From this description, you might ask whether we could ever want the same machine running processes which play a role in more than one environment. We do --- for example, our internal development setup has two test rigs (``alpha'' and ``gamma''), running on the same servers, without interfering with each other.


CONFIGURATION BASICS

As indicated above, Tuttle is a tool for configuring computational environments, which consist of one or more processes (permanent services or scheduled cron jobs), on each of one or more machines, along with whatever support infrastructure is needed to run those processes, in terms of config files, libraries, binaries, log directories, and so forth.

Roles, config files, and crontabs

The way we describe these configurations is by declaring that each machine has one (or more) roles. When a machine is configured for an environment (automatically, by running tuttle-master-job out of cron, or manually, typically by running the configure-for script), files associated with each of the machine's roles, including /etc/cron.d and /etc/init.d files, are installed, and init.d services are started.

So, for example, a sample environment might declare:

  role combined_web_server
    hosts web5 web6
  role combined_batch_server
    hosts comp5 comp6
  role datagen
    hosts data2

to specify assignments of hosts to roles. The roles themselves are specified a bit later on, perhaps like so:

  role combined_batch_server
    has combined_server
    crontab batch
    crontab batch-upload
  role combined_web_server
    has combined_server invoice_web_server
    crontab web
  role combined_server
    service web

Note that there can be a hierarchy of roles; any machine that has the combined_batch_server role is automatically a combined_server as well, and inherits all the crontabs, etc. You may notice that there's nothing in this sample which installs the software which the cron jobs, etc., actually run. And, indeed, the full declaration of the combined_server role actually has quite a bit more:

  role combined_server
    service web
    package xercesc
    dir web_dir /opt/web/$tuttle:id$ owner=$tuttle:webuser$ mode=0755
      release ...
      file ...

specifying software to be installed on all machines with the role. But it's easiest to explain Tuttle's operation by focusing on the crontabs first, so we'll pretend that the rest of the stuff isn't there. Yet.

At any rate, these declarations go in a file named, by convention, sample/Roles.conf, in a directory whose name, sample in this case, is the name of the environment. Other files in this directory are typically templates for configuration files of various sorts, which might include, say, sample/cron.batch, sample/cron.web, and sample/cron.batch-upload. Typically, this is all maintained on a master, or ``gold'' server, and automatically copied to the machines being configured, which we'll call ``slaves''.

So, what does this all do?

Well, let's say that Tuttle is configuring, say, the machine named web5 for our sample environment. That's a combined-web-server, so the relevant declarations include:

    crontab web
    service web

but not

    crontab batch
    crontab batch-upload

So, when Tuttle is configuring web5 for our environment, it will look for a file named cron.web in the same directory as the relevant Roles.conf (or on a defined search path), perform template substitution (a matter I'll come to shortly), and install the result on web5 as /etc/cron.d/sample-web.

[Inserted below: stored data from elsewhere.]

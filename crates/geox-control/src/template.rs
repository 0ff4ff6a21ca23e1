//! # Template Expression Language
//!
//! The closed grammar a rule may use to describe when it fires. It has
//! eight node shapes under seven template ids and nothing else: no
//! arithmetic, no numeric comparison, no regex, no free-text matching.
//! Keeping the grammar this small makes "what can a rule possibly do" a
//! question admission review can answer exhaustively.
//!
//! `WindowMatch` deliberately carries no parameters. Any parameter would
//! be a place to smuggle a threshold.
//!
//! Every consumer (`collect_field_paths`, the kernel matcher, the wire
//! conversion) matches exhaustively, so adding a shape is a compile error
//! until each consumer handles it.
//!
//! ## Wire format
//!
//! ```text
//! {"template_id":"FIELD_EQ","field_path":P,"value":V}
//! {"template_id":"FIELD_IN","field_path":P,"values":[V..]}
//! {"template_id":"FIELD_EXISTS","field_path":P}
//! {"template_id":"SET_INTERSECTS","field_path":P,"values":[V..]}
//! {"template_id":"WINDOW_MATCH"}
//! {"template_id":"LOGICAL_AND","children":[E..]}
//! {"template_id":"LOGICAL_OR_NOT","op":"OR","children":[E..]}
//! {"template_id":"LOGICAL_OR_NOT","op":"NOT","child":E}
//! ```

use std::collections::BTreeSet;

use serde::{Deserialize, Deserializer, Serialize, Serializer};
use serde_json::{json, Map, Value};

/// Frozen template identifiers.
#[derive(Debug, Clone, Copy, PartialEq, Eq, PartialOrd, Ord, Hash, Serialize, Deserialize)]
#[serde(rename_all = "SCREAMING_SNAKE_CASE")]
pub enum TemplateId {
    FieldEq,
    FieldIn,
    FieldExists,
    SetIntersects,
    WindowMatch,
    LogicalAnd,
    LogicalOrNot,
}

impl TemplateId {
    pub const ALL: [TemplateId; 7] = [
        TemplateId::FieldEq,
        TemplateId::FieldIn,
        TemplateId::FieldExists,
        TemplateId::SetIntersects,
        TemplateId::WindowMatch,
        TemplateId::LogicalAnd,
        TemplateId::LogicalOrNot,
    ];

    pub fn as_str(&self) -> &'static str {
        match self {
            Self::FieldEq => "FIELD_EQ",
            Self::FieldIn => "FIELD_IN",
            Self::FieldExists => "FIELD_EXISTS",
            Self::SetIntersects => "SET_INTERSECTS",
            Self::WindowMatch => "WINDOW_MATCH",
            Self::LogicalAnd => "LOGICAL_AND",
            Self::LogicalOrNot => "LOGICAL_OR_NOT",
        }
    }

    pub fn parse(s: &str) -> Option<Self> {
        Self::ALL.into_iter().find(|t| t.as_str() == s)
    }
}

impl std::fmt::Display for TemplateId {
    fn fmt(&self, f: &mut std::fmt::Formatter<'_>) -> std::fmt::Result {
        f.write_str(self.as_str())
    }
}

/// A template expression tree.
///
/// Field paths are literal strings taken from the document; no node can
/// compute a path.
#[derive(Debug, Clone, PartialEq, Eq)]
pub enum TemplateExpr {
    /// Field holds exactly `value`.
    FieldEq { path: String, value: String },
    /// Field holds one of `values`.
    FieldIn { path: String, values: Vec<String> },
    /// Field is present and not null.
    FieldExists { path: String },
    /// Field is a set sharing at least one member with `values`.
    SetIntersects { path: String, values: Vec<String> },
    /// Subject window structurally matches the permitted window.
    WindowMatch,
    And { children: Vec<TemplateExpr> },
    Or { children: Vec<TemplateExpr> },
    Not { child: Box<TemplateExpr> },
}

impl TemplateExpr {
    /// Template id as written on the wire. `Or` and `Not` share
    /// `LOGICAL_OR_NOT`.
    pub fn template_id(&self) -> TemplateId {
        match self {
            Self::FieldEq { .. } => TemplateId::FieldEq,
            Self::FieldIn { .. } => TemplateId::FieldIn,
            Self::FieldExists { .. } => TemplateId::FieldExists,
            Self::SetIntersects { .. } => TemplateId::SetIntersects,
            Self::WindowMatch => TemplateId::WindowMatch,
            Self::And { .. } => TemplateId::LogicalAnd,
            Self::Or { .. } | Self::Not { .. } => TemplateId::LogicalOrNot,
        }
    }

    /// Every field path referenced anywhere in the tree.
    ///
    /// `WindowMatch` contributes none.
    pub fn collect_field_paths(&self) -> BTreeSet<String> {
        let mut out = BTreeSet::new();
        self.collect_into(&mut out);
        out
    }

    fn collect_into(&self, out: &mut BTreeSet<String>) {
        match self {
            Self::FieldEq { path, .. }
            | Self::FieldIn { path, .. }
            | Self::FieldExists { path }
            | Self::SetIntersects { path, .. } => {
                out.insert(path.clone());
            }
            Self::WindowMatch => {}
            Self::And { children } | Self::Or { children } => {
                for c in children {
                    c.collect_into(out);
                }
            }
            Self::Not { child } => child.collect_into(out),
        }
    }

    /// Convert a JSON tree into a typed expression.
    ///
    /// Strict: unknown keys, missing keys, empty strings, and empty sets
    /// are all rejected. Errors carry a JSON pointer to the offending node.
    pub fn from_value(value: &Value) -> Result<Self, TemplateShapeError> {
        parse_node(value, "")
    }

    /// Wire representation.
    pub fn to_value(&self) -> Value {
        match self {
            Self::FieldEq { path, value } => {
                json!({"template_id": "FIELD_EQ", "field_path": path, "value": value})
            }
            Self::FieldIn { path, values } => {
                json!({"template_id": "FIELD_IN", "field_path": path, "values": values})
            }
            Self::FieldExists { path } => {
                json!({"template_id": "FIELD_EXISTS", "field_path": path})
            }
            Self::SetIntersects { path, values } => {
                json!({"template_id": "SET_INTERSECTS", "field_path": path, "values": values})
            }
            Self::WindowMatch => json!({"template_id": "WINDOW_MATCH"}),
            Self::And { children } => json!({
                "template_id": "LOGICAL_AND",
                "children": children.iter().map(Self::to_value).collect::<Vec<_>>(),
            }),
            Self::Or { children } => json!({
                "template_id": "LOGICAL_OR_NOT",
                "op": "OR",
                "children": children.iter().map(Self::to_value).collect::<Vec<_>>(),
            }),
            Self::Not { child } => json!({
                "template_id": "LOGICAL_OR_NOT",
                "op": "NOT",
                "child": child.to_value(),
            }),
        }
    }
}

impl Serialize for TemplateExpr {
    fn serialize<S: Serializer>(&self, serializer: S) -> Result<S::Ok, S::Error> {
        self.to_value().serialize(serializer)
    }
}

impl<'de> Deserialize<'de> for TemplateExpr {
    fn deserialize<D: Deserializer<'de>>(deserializer: D) -> Result<Self, D::Error> {
        let value = Value::deserialize(deserializer)?;
        Self::from_value(&value).map_err(serde::de::Error::custom)
    }
}

/// A template node did not match any of the closed shapes.
#[derive(Debug, Clone, PartialEq, Eq, thiserror::Error)]
#[error("invalid template expression at {pointer}: {reason}")]
pub struct TemplateShapeError {
    /// JSON pointer relative to the expression root (empty for the root).
    pub pointer: String,
    pub reason: String,
}

fn shape_err(pointer: &str, reason: impl Into<String>) -> TemplateShapeError {
    TemplateShapeError {
        pointer: if pointer.is_empty() { "(root)".to_string() } else { pointer.to_string() },
        reason: reason.into(),
    }
}

fn parse_node(value: &Value, at: &str) -> Result<TemplateExpr, TemplateShapeError> {
    let obj = value
        .as_object()
        .ok_or_else(|| shape_err(at, "expected an object"))?;
    let raw_id = obj
        .get("template_id")
        .and_then(Value::as_str)
        .ok_or_else(|| shape_err(at, "missing template_id"))?;
    let id = TemplateId::parse(raw_id)
        .ok_or_else(|| shape_err(at, format!("unknown template_id {raw_id:?}")))?;

    match id {
        TemplateId::FieldEq => {
            only_keys(obj, &["template_id", "field_path", "value"], at)?;
            Ok(TemplateExpr::FieldEq {
                path: non_empty_str(obj, "field_path", at)?,
                value: non_empty_str(obj, "value", at)?,
            })
        }
        TemplateId::FieldIn => {
            only_keys(obj, &["template_id", "field_path", "values"], at)?;
            Ok(TemplateExpr::FieldIn {
                path: non_empty_str(obj, "field_path", at)?,
                values: enum_set(obj, at)?,
            })
        }
        TemplateId::FieldExists => {
            only_keys(obj, &["template_id", "field_path"], at)?;
            Ok(TemplateExpr::FieldExists {
                path: non_empty_str(obj, "field_path", at)?,
            })
        }
        TemplateId::SetIntersects => {
            only_keys(obj, &["template_id", "field_path", "values"], at)?;
            Ok(TemplateExpr::SetIntersects {
                path: non_empty_str(obj, "field_path", at)?,
                values: enum_set(obj, at)?,
            })
        }
        TemplateId::WindowMatch => {
            only_keys(obj, &["template_id"], at)?;
            Ok(TemplateExpr::WindowMatch)
        }
        TemplateId::LogicalAnd => {
            only_keys(obj, &["template_id", "children"], at)?;
            Ok(TemplateExpr::And {
                children: children(obj, at)?,
            })
        }
        TemplateId::LogicalOrNot => match obj.get("op").and_then(Value::as_str) {
            Some("OR") => {
                only_keys(obj, &["template_id", "op", "children"], at)?;
                Ok(TemplateExpr::Or {
                    children: children(obj, at)?,
                })
            }
            Some("NOT") => {
                only_keys(obj, &["template_id", "op", "child"], at)?;
                let child = obj
                    .get("child")
                    .ok_or_else(|| shape_err(at, "NOT requires child"))?;
                Ok(TemplateExpr::Not {
                    child: Box::new(parse_node(child, &format!("{at}/child"))?),
                })
            }
            _ => Err(shape_err(at, "LOGICAL_OR_NOT requires op \"OR\" or \"NOT\"")),
        },
    }
}

fn only_keys(obj: &Map<String, Value>, allowed: &[&str], at: &str) -> Result<(), TemplateShapeError> {
    match obj.keys().find(|k| !allowed.contains(&k.as_str())) {
        Some(extra) => Err(shape_err(at, format!("unexpected key {extra:?}"))),
        None => Ok(()),
    }
}

fn non_empty_str(obj: &Map<String, Value>, key: &str, at: &str) -> Result<String, TemplateShapeError> {
    match obj.get(key).and_then(Value::as_str) {
        Some(s) if !s.is_empty() => Ok(s.to_string()),
        _ => Err(shape_err(at, format!("{key} must be a non-empty string"))),
    }
}

fn enum_set(obj: &Map<String, Value>, at: &str) -> Result<Vec<String>, TemplateShapeError> {
    let arr = obj
        .get("values")
        .and_then(Value::as_array)
        .filter(|a| !a.is_empty())
        .ok_or_else(|| shape_err(at, "values must be a non-empty array"))?;
    arr.iter()
        .map(|v| match v.as_str() {
            Some(s) if !s.is_empty() => Ok(s.to_string()),
            _ => Err(shape_err(at, "values must contain non-empty strings")),
        })
        .collect()
}

fn children(obj: &Map<String, Value>, at: &str) -> Result<Vec<TemplateExpr>, TemplateShapeError> {
    let arr = obj
        .get("children")
        .and_then(Value::as_array)
        .filter(|a| !a.is_empty())
        .ok_or_else(|| shape_err(at, "children must be a non-empty array"))?;
    arr.iter()
        .enumerate()
        .map(|(i, c)| parse_node(c, &format!("{at}/children/{i}")))
        .collect()
}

Note that the name of the installed version of this crontab fragment includes the name of the environment. This provides unambiguous information about where this strange thing came from. And that, in turn, can be useful in a subsequent Tuttle run, as follows:

Tuttle imposes the convention that, if env is the name of the environment, then all env-foo crontab fragments --- that is, any file whose name matches the pattern /etc/cron.d/env-* --- is assumed to be associated with one of that machine's roles in the env environment. In fact, Tuttle believes this strongly enough that if it finds such a file, and it is not associated with any of the machine's declared environments, it will remove the file.

This behavior of removing unexpected crontabs may seem a bit drastic, but there is a payoff: if roles or crontabs are removed from the master configuration, they go away on the individual slave servers as well. Tuttle thus provides an ``undo''/``deconfigure'' capability.

Let's say, for instance, that we decide that the cron.web file was a mistake --- it just wasn't necessary. Well, we can remove the

    crontab web

declaration from the master Roles.conf file. It still exists on each of the slaves, as /etc/cron.d/sample-web. But, the next time each slave is configured, Tuttle will determine that it is no longer associated with any of the machine's currently configured roles, and get rid of it, neatly solving a problem which can be rather more awkward with some other tools.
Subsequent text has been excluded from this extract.